Changing Climate is Drastically Transforming Arctic in Warmer Region
The climatic changes have turned our outlook on the world and how our actions are leading the planet to its doom. The US scientists have recently stated that extreme wildfires, unparalleled warm temperatures, and record snow melt together in 2020 has resulted in a drastic transformation of the Arctic to a warmer region.
The annual report from the National Oceanic and Atmospheric Administration (NOAA) revealed that average annual land surface air temperatures in the Arctic for October 2019 to September 2020 were the second-highest since record-keeping began in 1900.
In the oceans, the end of summer sea ice level in 2020 was the second-lowest in the 42-year satellite record, with 2012 being the documented minimum year. August mean sea surface temperatures in 2020 were 1-3 Celsius warmer than the recent average, with uncommonly warm temperatures in the Laptev and Kara seas north of Russia.
An unusually warm spring in Siberia resulted in the lowest June snow level across the Eurasian Arctic documented in the past 54 years, while wildfires in the Sakha Republic of northern Russian coincided with incomparable warm air temperatures and extreme snow loss in the region.
The 2020 Arctic minimum sea ice level in September was the second-lowest in the recorded history of satellite documentation. The overall thickness of the sea ice cover is also declining as Arctic ice has changed dramatically from an older, thicker, and stronger ice mass to a younger, thinner more fragile ice mass in the past decade, which the NOAA report has called the rate of change alarming and extraordinary.
The authors of the study said,
Climate change continues to disrupt the polar region, with second-highest air temperatures and second-lowest summer sea ice driving a cascade of impacts. While sometimes referred to as ‘the new normal’, in reality, most parts of the Arctic environmental system are continuing to change very rapidly.
The report was compiled by 133 scientists from 15 countries and it reflects on an alarming year for the region, the state of which is seen as a crucial indicator of the rate at which the climate is changing. Rapid warming in the Arctic region could result in dire consequences for the rest of the world. For instance, the Greenland ice sheet alone holds enough water to raise the global sea level by 7.4 meters.
Taken as a whole, the story is unambiguous.
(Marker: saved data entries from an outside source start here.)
//! Backend selection and SQL dialect routing.
//!
//! A [`StoreTarget`] tags a connection string with the backend family it points at. It is
//! immutable once built and fully determines the [`Dialect`] of every statement run against
//! it: the payload encoding, the placeholder syntax and the statement text.
//!
//! # Example
//!
//! ```ignore
//! use sqldoc::target::{StoreTarget, Dialect};
//!
//! let target = StoreTarget::postgres("postgres://localhost/docs");
//! assert_eq!(target.dialect(), Dialect::PostgresJson);
//!
//! // Free-form discriminators, e.g. from a configuration file
//! let target = StoreTarget::from_backend("mssql-generic", "server=tcp:localhost,1433")?;
//! assert_eq!(target.dialect(), Dialect::SqlServerGeneric);
//! ```

use serde::{Deserialize, Serialize};
use sqlparser::dialect::{MsSqlDialect, PostgreSqlDialect};
use std::{fmt, str::FromStr};

use crate::{
    codec::Encoding,
    error::{DocumentStoreError, DocumentStoreResult},
};

/// How documents are laid out in a SQL Server table.
#[derive(Debug, Clone, Copy, PartialEq, Eq, Hash, Serialize, Deserialize)]
#[serde(rename_all = "snake_case")]
pub enum SqlServerMode {
    /// Payloads are XML fragments stored in an `XML` column.
    XmlColumn,
    /// Payloads are JSON text stored in an `NVARCHAR(MAX)` column.
    GenericColumn,
}

/// An immutable backend selector carrying exactly one connection string.
///
/// The connection string is never inspected here; validating it is the driver's job.
#[derive(Debug, Clone, PartialEq, Eq, Hash, Serialize, Deserialize)]
#[serde(tag = "backend", rename_all = "snake_case")]
pub enum StoreTarget {
    /// A PostgreSQL database storing payloads in a JSON-capable column.
    Postgres {
        /// The driver connection string.
        connection_string: String,
    },
    /// A SQL Server database.
    SqlServer {
        /// Which column layout the tables use.
        mode: SqlServerMode,
        /// The driver connection string.
        connection_string: String,
    },
}

impl StoreTarget {
    /// Targets a PostgreSQL database using the JSON dialect.
    pub fn postgres(connection_string: impl Into<String>) -> Self {
        StoreTarget::Postgres { connection_string: connection_string.into() }
    }

    /// Targets a SQL Server database whose tables store XML payloads.
    pub fn sql_server_xml(connection_string: impl Into<String>) -> Self {
        StoreTarget::SqlServer {
            mode: SqlServerMode::XmlColumn,
            connection_string: connection_string.into(),
        }
    }

    /// Targets a SQL Server database whose tables store JSON text payloads.
    pub fn sql_server_generic(connection_string: impl Into<String>) -> Self {
        StoreTarget::SqlServer {
            mode: SqlServerMode::GenericColumn,
            connection_string: connection_string.into(),
        }
    }

    /// Builds a target from a free-form backend discriminator.
    ///
    /// # Errors
    ///
    /// Returns [`DocumentStoreError::UnsupportedBackend`] when `backend` names no known backend.
    pub fn from_backend(
        backend: &str,
        connection_string: impl Into<String>,
    ) -> DocumentStoreResult<Self> {
        Ok(Self::new(backend.parse()?, connection_string))
    }

    /// Builds a target for an already parsed [`Backend`].
    pub fn new(backend: Backend, connection_string: impl Into<String>) -> Self {
        match backend {
            Backend::Postgres => Self::postgres(connection_string),
            Backend::SqlServerXml => Self::sql_server_xml(connection_string),
            Backend::SqlServerGeneric => Self::sql_server_generic(connection_string),
        }
    }

    /// Returns the backend family of this target.
    pub fn backend(&self) -> Backend {
        match self {
            StoreTarget::Postgres { .. } => Backend::Postgres,
            StoreTarget::SqlServer { mode: SqlServerMode::XmlColumn, .. } => Backend::SqlServerXml,
            StoreTarget::SqlServer { mode: SqlServerMode::GenericColumn, .. } => {
                Backend::SqlServerGeneric
            }
        }
    }

    /// Returns the dialect every statement against this target is written in.
    pub fn dialect(&self) -> Dialect {
        match self.backend() {
            Backend::Postgres => Dialect::PostgresJson,
            Backend::SqlServerXml => Dialect::SqlServerXml,
            Backend::SqlServerGeneric => Dialect::SqlServerGeneric,
        }
    }

    /// Returns the connection string this target was built with.
    pub fn connection_string(&self) -> &str {
        match self {
            StoreTarget::Postgres { connection_string }
            | StoreTarget::SqlServer { connection_string, .. } => connection_string,
        }
    }
}

/// A free-form backend discriminator, parsed case-insensitively.
#[derive(Debug, Clone, Copy, PartialEq, Eq, Hash)]
pub enum Backend {
    Postgres,
    SqlServerXml,
    SqlServerGeneric,
}

impl FromStr for Backend {
    type Err = DocumentStoreError;

    fn from_str(s: &str) -> Result<Self, Self::Err> {
        match s.trim().to_ascii_lowercase().as_str() {
            "postgres" | "postgresql" | "pg" => Ok(Backend::Postgres),
            "sqlserver" | "mssql" | "sqlserver-xml" | "mssql-xml" => Ok(Backend::SqlServerXml),
            "sqlserver-generic" | "mssql-generic" => Ok(Backend::SqlServerGeneric),
            _ => Err(DocumentStoreError::UnsupportedBackend(s.to_string())),
        }
    }
}

impl fmt::Display for Backend {
    fn fmt(&self, f: &mut fmt::Formatter<'_>) -> fmt::Result {
        f.write_str(match self {
            Backend::Postgres => "postgres",
            Backend::SqlServerXml => "sqlserver-xml",
            Backend::SqlServerGeneric => "sqlserver-generic",
        })
    }
}

/// The SQL syntax and payload encoding used against one backend.
#[derive(Debug, Clone, Copy, PartialEq, Eq, Hash)]
pub enum Dialect {
    /// PostgreSQL with a `jsonb` payload column.
    PostgresJson,
    /// SQL Server with an `XML` payload column.
    SqlServerXml,
    /// SQL Server with an `NVARCHAR(MAX)` column holding JSON text.
    SqlServerGeneric,
}

impl Dialect {
    /// Returns the payload encoding for this dialect.
    pub fn encoding(self) -> Encoding {
        match self {
            Dialect::PostgresJson => Encoding::Json,
            Dialect::SqlServerXml => Encoding::Xml,
            Dialect::SqlServerGeneric => Encoding::Json,
        }
    }

    /// Returns the positional placeholder for the 1-based parameter `index`.
    pub fn placeholder(self, index: usize) -> String {
        match self {
            Dialect::PostgresJson => format!("${index}"),
            Dialect::SqlServerXml | Dialect::SqlServerGeneric => format!("@P{index}"),
        }
    }

    /// Returns the key column name as it appears in statement text.
    pub fn key_column(self) -> &'static str {
        match self {
            Dialect::PostgresJson => "id",
            Dialect::SqlServerXml | Dialect::SqlServerGeneric => "[Id]",
        }
    }

    /// Returns the payload column name as it appears in statement text.
    pub fn data_column(self) -> &'static str {
        match self {
            Dialect::PostgresJson => "data",
            Dialect::SqlServerXml | Dialect::SqlServerGeneric => "[Data]",
        }
    }

    /// Returns the `sqlparser` dialect used to read statement text written for this dialect.
    pub fn sql_dialect(self) -> &'static dyn sqlparser::dialect::Dialect {
        match self {
            Dialect::PostgresJson => &PostgreSqlDialect {},
            Dialect::SqlServerXml | Dialect::SqlServerGeneric => &MsSqlDialect {},
        }
    }

    /// Returns the placeholder for the payload parameter at `index`, with any cast it needs.
    pub(crate) fn payload_placeholder(self, index: usize) -> String {
        match self {
            Dialect::PostgresJson => format!("{}::jsonb", self.placeholder(index)),
            Dialect::SqlServerXml | Dialect::SqlServerGeneric => self.placeholder(index),
        }
    }
}

impl fmt::Display for Dialect {
    fn fmt(&self, f: &mut fmt::Formatter<'_>) -> fmt::Result {
        f.write_str(match self {
            Dialect::PostgresJson => "postgres-json",
            Dialect::SqlServerXml => "sqlserver-xml",
            Dialect::SqlServerGeneric => "sqlserver-generic",
        })
    }
}

#[cfg(test)]
mod tests {
    use super::*;

    #[test]
    fn constructors_tag_dialect() {
        assert_eq!(StoreTarget::postgres("pg").dialect(), Dialect::PostgresJson);
        assert_eq!(StoreTarget::sql_server_xml("ss").dialect(), Dialect::SqlServerXml);
        assert_eq!(StoreTarget::sql_server_generic("ss").dialect(), Dialect::SqlServerGeneric);
        assert_eq!(StoreTarget::sql_server_xml("server=x").connection_string(), "server=x");
    }

    #[test]
    fn backend_parses_case_insensitively() {
        assert_eq!("PostgreSQL".parse::<Backend>().unwrap(), Backend::Postgres);
        assert_eq!(" mssql ".parse::<Backend>().unwrap(), Backend::SqlServerXml);
        assert_eq!("MSSQL-Generic".parse::<Backend>().unwrap(), Backend::SqlServerGeneric);
    }

    #[test]
    fn unknown_backend_is_rejected() {
        let err = StoreTarget::from_backend("oracle", "conn").unwrap_err();
        assert!(matches!(err, DocumentStoreError::UnsupportedBackend(name) if name == "oracle"));
    }

    #[test]
    fn target_deserializes_from_tagged_config() {
        let target: StoreTarget = serde_json::from_str(
            r#"{"backend": "sql_server", "mode": "generic_column", "connection_string": "server=db"}"#,
        )
        .unwrap();
        assert_eq!(target, StoreTarget::sql_server_generic("server=db"));

        let target: StoreTarget =
            serde_json::from_str(r#"{"backend": "postgres", "connection_string": "postgres://db"}"#)
                .unwrap();
        assert_eq!(target.backend(), Backend::Postgres);
    }

    #[test]
    fn placeholders_follow_dialect() {
        assert_eq!(Dialect::PostgresJson.placeholder(2), "$2");
        assert_eq!(Dialect::SqlServerXml.placeholder(2), "@P2");
        assert_eq!(Dialect::PostgresJson.payload_placeholder(1), "$1::jsonb");
        assert_eq!(Dialect::SqlServerGeneric.payload_placeholder(1), "@P1");
    }
}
The transformation of the Arctic to a warmer, less frozen and biologically changed region is well underway. Because the Arctic changes are intimately tied with ice and snow changes, and these are positive feedback loops, this is not something that can be reversed with one cold winter (multi-year ice takes, well, multiple years to grow). It would take generations for ‘frozen Arctic’ like the, say, 1960s to return, and some things, like permafrost in some areas, would take far longer to regrow.
Said Rick Thoman, Alaska Climate Specialist with the International Arctic Research Center, and one of three editors of this year’s report card.
Meanwhile, Pacific Arctic bowhead whale numbers have recovered in the past 30 years, owing to an increase in both local plankton flourish and transport of increased krill along with other food sources northward through the Bering Strait – even if this is a signal of long-term warming in the Arctic Ocean.